**How to complete this task:** Every record here should be printed again exactly.
%%
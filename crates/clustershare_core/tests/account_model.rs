use clustershare_core::{
    validate_tres, AccountRecord, AccountValidationError, AssociationRecord, TresMap,
    DELETED_FLAG,
};

#[test]
fn validate_accepts_well_formed_record() {
    let mut account = AccountRecord::new("eng-ml", "eng");
    account.description = "ML research".to_string();
    account.organization = "engineering".to_string();
    account.coordinators = vec!["alice".to_string(), "bob".to_string()];

    account.validate().unwrap();
}

#[test]
fn validate_rejects_blank_name() {
    let account = AccountRecord::new("", "");
    assert_eq!(
        account.validate().unwrap_err(),
        AccountValidationError::EmptyName
    );

    let whitespace = AccountRecord::new("   ", "");
    assert_eq!(
        whitespace.validate().unwrap_err(),
        AccountValidationError::EmptyName
    );
}

#[test]
fn validate_rejects_bad_charset() {
    for name in ["Eng", "eng team", "eng/ml", "-eng"] {
        let account = AccountRecord::new(name, "");
        assert!(
            matches!(
                account.validate().unwrap_err(),
                AccountValidationError::InvalidName(_)
            ),
            "expected `{name}` to be rejected"
        );
    }
}

#[test]
fn validate_rejects_self_parent() {
    let account = AccountRecord::new("eng", "eng");
    assert!(matches!(
        account.validate().unwrap_err(),
        AccountValidationError::SelfParent(name) if name == "eng"
    ));
}

#[test]
fn root_and_deleted_helpers_read_fields() {
    let root = AccountRecord::new("root", "");
    assert!(root.is_root());
    assert!(!root.is_deleted());

    let mut tombstone = AccountRecord::new("old-project", "root");
    tombstone.flags = vec!["FAIRSHARE".to_string(), DELETED_FLAG.to_string()];
    assert!(!tombstone.is_root());
    assert!(tombstone.is_deleted());
    assert!(tombstone.has_flag("FAIRSHARE"));
    assert!(!tombstone.has_flag("NOJOBS"));
}

#[test]
fn account_serde_round_trip_uses_parent_field_name() {
    let mut account = AccountRecord::new("eng", "root");
    account.organization = "engineering".to_string();
    account.coordinators = vec!["alice".to_string()];

    let json = serde_json::to_value(&account).unwrap();
    assert_eq!(json["parent"], "root");
    assert_eq!(json["name"], "eng");

    let decoded: AccountRecord = serde_json::from_value(json).unwrap();
    assert_eq!(decoded, account);
}

#[test]
fn association_has_user_skips_account_level_rows() {
    let account_level = AssociationRecord::new("", "eng");
    assert!(!account_level.has_user());

    let mut bound = AssociationRecord::new("alice", "eng");
    bound.cluster = Some("main".to_string());
    bound.is_default = true;
    assert!(bound.has_user());
}

#[test]
fn quota_validation_covers_every_contained_map() {
    let mut quota = clustershare_core::AccountQuota::default();
    quota.grp_tres.insert("cpu".to_string(), 512);
    quota.max_tres_used.insert("mem".to_string(), 2048);
    quota.validate().unwrap();

    quota.max_tres_used.insert("mem".to_string(), -7);
    let err = quota.validate().unwrap_err();
    assert_eq!(err.resource, "mem");
}

#[test]
fn validate_tres_rejects_negative_amounts() {
    let mut tres = TresMap::new();
    tres.insert("cpu".to_string(), 64);
    tres.insert("mem".to_string(), 1024);
    validate_tres(&tres).unwrap();

    tres.insert("billing".to_string(), -1);
    let err = validate_tres(&tres).unwrap_err();
    assert_eq!(err.resource, "billing");
    assert_eq!(err.amount, -1);
}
%%
**Result for this task:**
filename crates/clustershare_core/tests/account_model.rs
use clustershare_core::{
    validate_tres, AccountRecord, AccountValidationError, AssociationRecord, TresMap,
    DELETED_FLAG,
};

#[test]
fn validate_accepts_well_formed_record() {
    let mut account = AccountRecord::new("eng-ml", "eng");
    account.description = "ML research".to_string();
    account.organization = "engineering".to_string();
    account.coordinators = vec!["alice".to_string(), "bob".to_string()];

    account.validate().unwrap();
}

#[test]
fn validate_rejects_blank_name() {
    let account = AccountRecord::new("", "");
    assert_eq!(
        account.validate().unwrap_err(),
        AccountValidationError::EmptyName
    );

    let whitespace = AccountRecord::new("   ", "");
    assert_eq!(
        whitespace.validate().unwrap_err(),
        AccountValidationError::EmptyName
    );
}

#[test]
fn validate_rejects_bad_charset() {
    for name in ["Eng", "eng team", "eng/ml", "-eng"] {
        let account = AccountRecord::new(name, "");
        assert!(
            matches!(
                account.validate().unwrap_err(),
                AccountValidationError::InvalidName(_)
            ),
            "expected `{name}` to be rejected"
        );
    }
}

#[test]
fn validate_rejects_self_parent() {
    let account = AccountRecord::new("eng", "eng");
    assert!(matches!(
        account.validate().unwrap_err(),
        AccountValidationError::SelfParent(name) if name == "eng"
    ));
}

#[test]
fn root_and_deleted_helpers_read_fields() {
    let root = AccountRecord::new("root", "");
    assert!(root.is_root());
    assert!(!root.is_deleted());

    let mut tombstone = AccountRecord::new("old-project", "root");
    tombstone.flags = vec!["FAIRSHARE".to_string(), DELETED_FLAG.to_string()];
    assert!(!tombstone.is_root());
    assert!(tombstone.is_deleted());
    assert!(tombstone.has_flag("FAIRSHARE"));
    assert!(!tombstone.has_flag("NOJOBS"));
}

#[test]
fn account_serde_round_trip_uses_parent_field_name() {
    let mut account = AccountRecord::new("eng", "root");
    account.organization = "engineering".to_string();
    account.coordinators = vec!["alice".to_string()];

    let json = serde_json::to_value(&account).unwrap();
    assert_eq!(json["parent"], "root");
    assert_eq!(json["name"], "eng");

    let decoded: AccountRecord = serde_json::from_value(json).unwrap();
    assert_eq!(decoded, account);
}

#[test]
fn association_has_user_skips_account_level_rows() {
    let account_level = AssociationRecord::new("", "eng");
    assert!(!account_level.has_user());

    let mut bound = AssociationRecord::new("alice", "eng");
    bound.cluster = Some("main".to_string());
    bound.is_default = true;
    assert!(bound.has_user());
}

#[test]
fn quota_validation_covers_every_contained_map() {
    let mut quota = clustershare_core::AccountQuota::default();
    quota.grp_tres.insert("cpu".to_string(), 512);
    quota.max_tres_used.insert("mem".to_string(), 2048);
    quota.validate().unwrap();

    quota.max_tres_used.insert("mem".to_string(), -7);
    let err = quota.validate().unwrap_err();
    assert_eq!(err.resource, "mem");
}

#[test]
fn validate_tres_rejects_negative_amounts() {
    let mut tres = TresMap::new();
    tres.insert("cpu".to_string(), 64);
    tres.insert("mem".to_string(), 1024);
    validate_tres(&tres).unwrap();

    tres.insert("billing".to_string(), -1);
    let err = validate_tres(&tres).unwrap_err();
    assert_eq!(err.resource, "billing");
    assert_eq!(err.amount, -1);
}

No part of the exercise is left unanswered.